Pemberontakan ini diawali dengan adanya konflik di Sulawesi
Selatan yang terjadi pada bulan April 1950. Kekacauan yang terjadi di Makassar
berupa demonstrasi dari kelompok masyarakat yang anti federal, mereka mendesak
Negara Indonesia Timur supaya menggabungkan diri dengan Republik Indonesia.
Sedangkan disisi lain yang pro terhadap federal tetap mendukung adanya negara
federal ini. Adanya dualisme diantara masyarakat Makassar saat itu menyebabkan
konflik diantara keduanya.
Untuk
menjaga keamanan di Makassar, pada tanggal 5 April 1950 pemerintah mengutus
satu batalion TNI dari Jawa untuk mengamankan Makassar. Kedatangan TNI ke
daerah tersebut dianggap oleh masyarakat pro federal sebagai sebuah ancaman.
Kemudian masyarakat yang pro federal ini mendirikan sebuah Pasukan Bebas di
bawah pimpinan Andi Azis. Andi Azis beranggapan bahwa masalah kemanan di Sulsel
akan menjadi tanggung jawabnya.Pada April 1950, pasukan Andi Azis berhasil
menyerang markas TNI di Makassar dan berhasil menawan Letkol Mokoginta.
Jadi
dapat disimpulkan mengenai sebab terjadinya pemberontakan Andi Azis, sebagai
berikut:
1. Keamanan
Negara Indonesia Timur merupakan tanggungn jawab bekas KNIL, bukan TNI
2. Pro Federal akan tetap mempertahankan berdirinya NIT
Alasan
mengapa Kapten Andi Aziz melakukan penyerangan? Kedatangan batalyon Worang
rupanya ditafsirkan oleh Andi Aziz sebagai larangan pembubaran NIT dan sikap
permusuhan terhadap daerahnya. Peristiwa ini merupakan cetusan keresahan pada
satuan bawah yang tidak terbendung. Di kalangan bawahan APRIS yaitu mantan KNIL
timbul kekhawatiran akan diperlakukan secara diskrimanatif oleh pimpinan
APRIS/TNI dan menjadi causal factor timbulnya reaksi dan tindaka kekerasan itu.

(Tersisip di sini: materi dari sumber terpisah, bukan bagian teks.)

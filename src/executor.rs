//! Two-lane cooperative run queue.
//!
//! This is the scheduler surface the hand-off core consumes:
//!
//! 1. Urgent lane — tasks enqueued by latency-sensitive fulfilment paths
//!    (forwarding, wake-ups). Drained first.
//! 2. Normal lane — everything else, strict FIFO.
//!
//! Within each lane order is FIFO; an urgent task runs before any normal
//! task that is still queued. The queue is per-thread: every promise,
//! future and continuation lives on exactly one executor thread, so no
//! locking is involved.
//!
//! [`need_preempt`] is the cooperative back-pressure signal: when set,
//! fulfilment paths stop inlining continuations and go through the queue so
//! a long ready-chain cannot starve other work. The surrounding runtime (or
//! a test) steers it with [`set_need_preempt`].

use crate::task::Task;
use std::cell::RefCell;
use std::collections::VecDeque;

#[derive(Default)]
struct RunQueue {
    urgent: VecDeque<Task>,
    normal: VecDeque<Task>,
    need_preempt: bool,
}

impl RunQueue {
    fn pop(&mut self) -> Option<Task> {
        self.urgent.pop_front().or_else(|| self.normal.pop_front())
    }

    fn len(&self) -> usize {
        self.urgent.len() + self.normal.len()
    }
}

thread_local! {
    static QUEUE: RefCell<RunQueue> = RefCell::default();
}

/// Appends a task to the normal lane.
pub fn enqueue(task: Task) {
    tracing::trace!(label = task.label(), "enqueue");
    QUEUE.with(|q| q.borrow_mut().normal.push_back(task));
}

/// Appends a task to the urgent lane, ahead of all queued normal work.
///
/// Callers are expected to check [`need_preempt`] first; when preemption is
/// due, fulfilment paths fall back to [`enqueue`].
pub fn enqueue_urgent(task: Task) {
    tracing::trace!(label = task.label(), "enqueue urgent");
    QUEUE.with(|q| q.borrow_mut().urgent.push_back(task));
}

/// Returns true when queued work should take priority over further inline
/// execution.
#[must_use]
pub fn need_preempt() -> bool {
    QUEUE.with(|q| q.borrow().need_preempt)
}

/// Sets the preemption signal for this thread.
pub fn set_need_preempt(flag: bool) {
    QUEUE.with(|q| q.borrow_mut().need_preempt = flag);
}

/// Number of tasks currently queued on this thread.
#[must_use]
pub fn pending() -> usize {
    QUEUE.with(|q| q.borrow().len())
}

/// Runs the next queued task, if any. Returns false when both lanes are
/// empty.
pub fn run_one() -> bool {
    let task = QUEUE.with(|q| q.borrow_mut().pop());
    match task {
        Some(task) => {
            task.run();
            true
        }
        None => false,
    }
}

/// Drains the queue, including tasks enqueued while draining. Returns the
/// number of tasks run.
pub fn run_pending() -> usize {
    let mut ran = 0;
    while run_one() {
        ran += 1;
    }
    ran
}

- Upaya Penumpasan Gerakan Andi Azis
Presiden RIS dan pemerintah
pusat RIS bertindak tegas. Pada tanggal 8 April 1950 pemerintah mengeluarkan
ultimatum kepada Andi Azis untuk menghentikan aksinya dengan melaporkan diri ke
Jakarta untuk mempertanggung jawabkan aksi pemberontakannya selama 4x24 jam.
Pasukan yang terlibat dalam pemberontakan tersebut diperintahkan untuk
menyerahkan diri. Tanggal 15 April 1950 Andi Azis melangsungkan kepergiannya ke
Jakarta setelah didesak oleh Sukawati (Presiden Negara NIT). Namun karena
keterlambatannya Andi Azis akhirnya ditangkap dan diadili. Pasukan TNI yang dipimpin oleh Mayor H.V Worang terus melanjutkan
pendaratannya di Sulawesi Selatan. Pada tanggal 21 April, pasukan TNI berhasil
menguasai Makassar tanpa adanya perlawanan dari pihak kontra. Namun keamanan
yang telah tercipta tersebut tidak berlangsung lama hal ini disebabkan karena
keberadaan anggota KNIL yang memprovokasi dan berhasil menyulut emosi APRIS
pada saat APRIS akan meninggalkan Makassar. Alhasil bentrokan pun kembali
terjadi antara pasukan APRIS dan KNIL.
Pertempuran
antra APRIS dan KNIL terjadi pada tanggal 5 Agustus 1950. Pertempuran antara
APRIS dan KNIL membuat kondisi di wilayah Makassar menjadi menegangkan.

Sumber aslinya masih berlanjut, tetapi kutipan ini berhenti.